De acordo com o documento, a soma das circunstâncias analisadas demonstra que as candidaturas teriam sido registradas apenas para cumprir formalmente o mínimo de 30% de mulheres exigido pela legislação eleitoral, prática considerada fraude e espécie de abuso de poder.
A defesa das investigadas tentou impedir o uso de áudios anexados ao processo, alegando se tratar de provas ilícitas. No entanto, o Ministério Público Eleitoral destacou que as mensagens foram enviadas voluntariamente pelas próprias autoras dos áudios — e que, segundo entendimento recente do Tribunal Superior Eleitoral, esse tipo de prova é lícito.
O parecer frisa que as gravações confirmam declarações que reforçam a tese de candidatura fictícia, como quando uma das investigadas admite ter participado do pleito apenas para “cobrir a chapa” e afirma não ter realizado campanha no município.
Para o MP Eleitoral, os indícios contra Lusiane Nunes são contundentes. Documentos mostram que, durante toda a campanha, ela trabalhava presencialmente em Palmas prestando serviço à equipe da então candidata à prefeitura daquela cidade, Janad Valcari — o que impossibilitaria sua participação efetiva na disputa em Lizarda.
Além disso:
Não há registros de publicações de campanha própria.
Imagens mostram que ela fazia campanha apenas para Janad em Palmas.
A própria candidata admite que entrou no processo apenas no fim de setembro e não participou das atividades em Lizarda.
A votação foi considerada inexpressiva, com apenas 7 votos.
A prestação de contas não demonstra ações reais de campanha.
Esses elementos, segundo o MP, formam um "conjunto robusto" que confirma o caráter fictício da candidatura.
A análise sobre a candidata Rosimere Rocha Amaral, conhecida como “Princesa”, também aponta indícios contundentes:
Ela obteve apenas 1 voto, que sequer foi registrado em sua seção eleitoral.
Não há comprovação de que tenha feito campanha própria, apenas aparições em atos gerais apoiando a candidata a prefeita.
A mãe da candidata declarou desconhecer que a filha concorria ao cargo.
A prestação de contas é padronizada e considerada artificial, sem provas de circulação de material impresso.

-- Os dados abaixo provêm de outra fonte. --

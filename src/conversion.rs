//! Internal pixel-buffer helpers.

use ffmpeg_next::{
    Rational,
    format::Pixel,
    frame::Video as VideoFrame,
    software::scaling::{Context as ScalingContext, Flags as ScalingFlags},
};
use image::RgbImage;

use crate::error::SamplerError;

/// Converts decoded frames of any pixel format to packed RGB images.
///
/// The scaler is built on first use and rebuilt whenever the incoming
/// frame's format or size changes.
pub(crate) struct RgbConverter {
    /// Scaler and the source geometry it was built for.
    scaler: Option<(ScalingContext, (Pixel, u32, u32))>,
    rgb_frame: VideoFrame,
}

impl RgbConverter {
    pub(crate) fn new() -> Self {
        Self {
            scaler: None,
            rgb_frame: VideoFrame::empty(),
        }
    }

    pub(crate) fn convert(&mut self, frame: &VideoFrame) -> Result<RgbImage, SamplerError> {
        let geometry = (frame.format(), frame.width(), frame.height());
        let (format, width, height) = geometry;

        let needs_scaler = self
            .scaler
            .as_ref()
            .is_none_or(|(_, built_for)| *built_for != geometry);
        if needs_scaler {
            log::debug!("Building scaler for {format:?} {width}x{height}");
            let scaler = ScalingContext::get(
                format,
                width,
                height,
                Pixel::RGB24,
                width,
                height,
                ScalingFlags::BILINEAR,
            )?;
            self.scaler = Some((scaler, geometry));
        }

        if let Some((scaler, _)) = self.scaler.as_mut() {
            scaler.run(frame, &mut self.rgb_frame)?;
        }

        let buffer = packed_plane(&self.rgb_frame, width, height, 3);
        RgbImage::from_raw(width, height, buffer).ok_or_else(|| {
            SamplerError::VideoDecodeError(
                "Failed to construct RGB image from decoded frame data".to_string(),
            )
        })
    }
}

/// Copy the first plane of a packed video frame into a tightly-packed buffer.
///
/// FFmpeg pads each row to its alignment, so rows are copied one at a time
/// whenever the stride is wider than `width * bytes_per_pixel`.
pub(crate) fn packed_plane(
    video_frame: &VideoFrame,
    width: u32,
    height: u32,
    bytes_per_pixel: usize,
) -> Vec<u8> {
    let stride = video_frame.stride(0);
    let row_length = (width as usize) * bytes_per_pixel;
    let data = video_frame.data(0);

    if stride == row_length {
        return data[..row_length * (height as usize)].to_vec();
    }

    data.chunks(stride)
        .take(height as usize)
        .flat_map(|row| &row[..row_length])
        .copied()
        .collect()
}

/// Convert an FFmpeg rational to frames per second, `None` when undefined.
pub(crate) fn rational_to_rate(rate: Rational) -> Option<f64> {
    if rate.numerator() > 0 && rate.denominator() > 0 {
        Some(rate.numerator() as f64 / rate.denominator() as f64)
    } else {
        None
    }
}

#[cfg(test)]
mod tests {
    use super::*;

    fn yuv_frame(width: u32, height: u32, luma: u8) -> VideoFrame {
        let mut frame = VideoFrame::new(Pixel::YUV420P, width, height);
        frame.data_mut(0).fill(luma);
        frame.data_mut(1).fill(128);
        frame.data_mut(2).fill(128);
        frame
    }

    #[test]
    fn rate_from_ntsc_rational() {
        let rate = rational_to_rate(Rational::new(30000, 1001)).unwrap();
        assert!((rate - 29.97).abs() < 0.01);
    }

    #[test]
    fn undefined_rates() {
        assert_eq!(rational_to_rate(Rational::new(0, 1)), None);
        assert_eq!(rational_to_rate(Rational::new(25, 0)), None);
    }

    #[test]
    fn padded_rows_are_packed() {
        // 34 * 3 = 102 bytes per row, which FFmpeg pads to its alignment.
        let mut frame = VideoFrame::new(Pixel::RGB24, 34, 3);
        let stride = frame.stride(0);
        assert!(stride >= 102);
        for (row, chunk) in frame.data_mut(0).chunks_mut(stride).take(3).enumerate() {
            chunk.fill(0xEE);
            chunk[..102].fill(row as u8 + 1);
        }

        let buffer = packed_plane(&frame, 34, 3, 3);

        assert_eq!(buffer.len(), 34 * 3 * 3);
        assert!(buffer[..102].iter().all(|&byte| byte == 1));
        assert!(buffer[102..204].iter().all(|&byte| byte == 2));
        assert!(buffer[204..].iter().all(|&byte| byte == 3));
    }

    #[test]
    fn converter_follows_geometry_changes() {
        let mut converter = RgbConverter::new();

        let small = converter.convert(&yuv_frame(34, 26, 200)).unwrap();
        assert_eq!(small.dimensions(), (34, 26));

        let large = converter.convert(&yuv_frame(64, 48, 40)).unwrap();
        assert_eq!(large.dimensions(), (64, 48));
        assert!(large.get_pixel(10, 10)[0] < small.get_pixel(10, 10)[0]);

        let again = converter.convert(&yuv_frame(34, 26, 200)).unwrap();
        assert_eq!(again, small);
    }
}
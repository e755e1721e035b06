//! Progress reporting.
//!
//! A [`ProgressCallback`] attached through
//! [`SamplerOptions::with_progress`](crate::SamplerOptions::with_progress)
//! sees the [`SourceReport`] once the video is open, then a
//! [`ProgressInfo`] snapshot every `batch_size` decoded frames and once
//! more when the pass ends.
//!
//! # Example
//!
//! ```no_run
//! use std::sync::Arc;
//!
//! use framesnap::{FrameSampler, ProgressCallback, ProgressInfo, SamplerOptions};
//!
//! struct PrintProgress;
//!
//! impl ProgressCallback for PrintProgress {
//!     fn on_progress(&self, info: &ProgressInfo) {
//!         println!("{} read, {} saved", info.frames_read, info.images_saved);
//!     }
//! }
//!
//! let options = SamplerOptions::new()
//!     .with_progress(Arc::new(PrintProgress))
//!     .with_batch_size(100);
//! let result = FrameSampler::new(options).extract("input.mp4", "frames")?;
//! # Ok::<(), framesnap::SamplerError>(())
//! ```

use std::sync::Arc;
use std::time::{Duration, Instant};

use crate::metadata::SourceReport;

/// A snapshot of sampling progress.
#[derive(Debug, Clone)]
pub struct ProgressInfo {
    /// Frames decoded so far.
    pub frames_read: u64,
    /// Images written so far.
    pub images_saved: u64,
    /// Declared frame count of the source, if known.
    pub total_frames: Option<u64>,
    /// Completion percentage (0.0 – 100.0), if `total_frames` is known.
    /// May exceed 100 when the declared count underestimates the stream.
    pub percentage: Option<f32>,
    /// Wall-clock time since sampling started.
    pub elapsed: Duration,
    /// Estimated time remaining, based on current throughput.
    pub estimated_remaining: Option<Duration>,
}

/// Trait for observing a sampling pass.
///
/// Callbacks are infallible observers; they cannot stop the pass.
pub trait ProgressCallback: Send + Sync {
    /// Called once after the source opened, before the first frame is read.
    fn on_source_opened(&self, _report: &SourceReport) {}

    /// Called at regular intervals while frames are decoded.
    fn on_progress(&self, info: &ProgressInfo);
}

/// Discards all notifications. The default when no callback is configured.
pub(crate) struct NoOpProgress;

impl ProgressCallback for NoOpProgress {
    fn on_progress(&self, _info: &ProgressInfo) {}
}

/// Tracks counters and timing for one pass and emits callbacks.
pub(crate) struct ProgressTracker {
    callback: Arc<dyn ProgressCallback>,
    total_frames: Option<u64>,
    frames_read: u64,
    images_saved: u64,
    batch_size: u64,
    start_time: Instant,
    frames_since_last_report: u64,
}

impl ProgressTracker {
    pub(crate) fn new(
        callback: Arc<dyn ProgressCallback>,
        total_frames: Option<u64>,
        batch_size: u64,
    ) -> Self {
        Self {
            callback,
            total_frames: total_frames.filter(|&total| total > 0),
            frames_read: 0,
            images_saved: 0,
            batch_size: batch_size.max(1),
            start_time: Instant::now(),
            frames_since_last_report: 0,
        }
    }

    /// Record one decoded frame, and whether it was saved.
    pub(crate) fn advance(&mut self, saved: bool) {
        self.frames_read += 1;
        if saved {
            self.images_saved += 1;
        }
        self.frames_since_last_report += 1;

        if self.frames_since_last_report >= self.batch_size {
            self.report();
            self.frames_since_last_report = 0;
        }
    }

    /// Unconditionally emit a final report.
    pub(crate) fn finish(&mut self) {
        self.report();
    }

    pub(crate) fn elapsed(&self) -> Duration {
        self.start_time.elapsed()
    }

    fn report(&self) {
        let elapsed = self.start_time.elapsed();

        let percentage = self
            .total_frames
            .map(|total| (self.frames_read as f32 / total as f32) * 100.0);

        let estimated_remaining = if self.frames_read > 0 {
            self.total_frames.map(|total| {
                let remaining = total.saturating_sub(self.frames_read);
                elapsed.mul_f64(remaining as f64 / self.frames_read as f64)
            })
        } else {
            None
        };

        self.callback.on_progress(&ProgressInfo {
            frames_read: self.frames_read,
            images_saved: self.images_saved,
            total_frames: self.total_frames,
            percentage,
            elapsed,
            estimated_remaining,
        });
    }
}

#[cfg(test)]
mod tests {
    use std::sync::Mutex;

    use super::*;

    #[derive(Default)]
    struct Recorder {
        infos: Mutex<Vec<ProgressInfo>>,
    }

    impl ProgressCallback for Recorder {
        fn on_progress(&self, info: &ProgressInfo) {
            self.infos.lock().unwrap().push(info.clone());
        }
    }

    #[test]
    fn reports_every_batch_and_on_finish() {
        let recorder = Arc::new(Recorder::default());
        let mut tracker = ProgressTracker::new(recorder.clone(), Some(10), 4);
        for index in 0..10 {
            tracker.advance(index % 3 == 0);
        }
        tracker.finish();

        let infos = recorder.infos.lock().unwrap();
        let reads: Vec<u64> = infos.iter().map(|info| info.frames_read).collect();
        assert_eq!(reads, vec![4, 8, 10]);
        assert_eq!(infos.last().unwrap().images_saved, 4);
        assert_eq!(infos.last().unwrap().percentage, Some(100.0));
    }

    #[test]
    fn unknown_total_has_no_percentage() {
        let recorder = Arc::new(Recorder::default());
        let mut tracker = ProgressTracker::new(recorder.clone(), Some(0), 0);
        tracker.advance(true);

        let infos = recorder.infos.lock().unwrap();
        assert_eq!(infos.len(), 1);
        assert_eq!(infos[0].total_frames, None);
        assert_eq!(infos[0].percentage, None);
        assert!(infos[0].estimated_remaining.is_none());
    }
}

O MP considerou especialmente estranho o fato de o partido ter declarado a produção de 24 mil santinhos e 12 mil “praguinhas”, números totalmente desproporcionais ao tamanho do eleitorado de Lizarda, sem que qualquer material tenha sido comprovadamente distribuído.
O Ministério Público Eleitoral afirma que o conjunto de provas demonstra que ambas as candidaturas foram utilizadas apenas para simular o cumprimento da cota de gênero, o que caracteriza fraude eleitoral. O parecer reforça que a jurisprudência do TSE prevê, para esse tipo de caso:
Cassação do DRAP (Registro de Candidaturas da Coligação ou Partido),
Cassação dos diplomas de todos os candidatos vinculados,
Recontagem de votos para redefinição do resultado eleitoral,
Possível declaração de inelegibilidade para quem tenha participado ou anuído com a fraude.
O TRE-TO deverá analisar o parecer e julgar o recurso.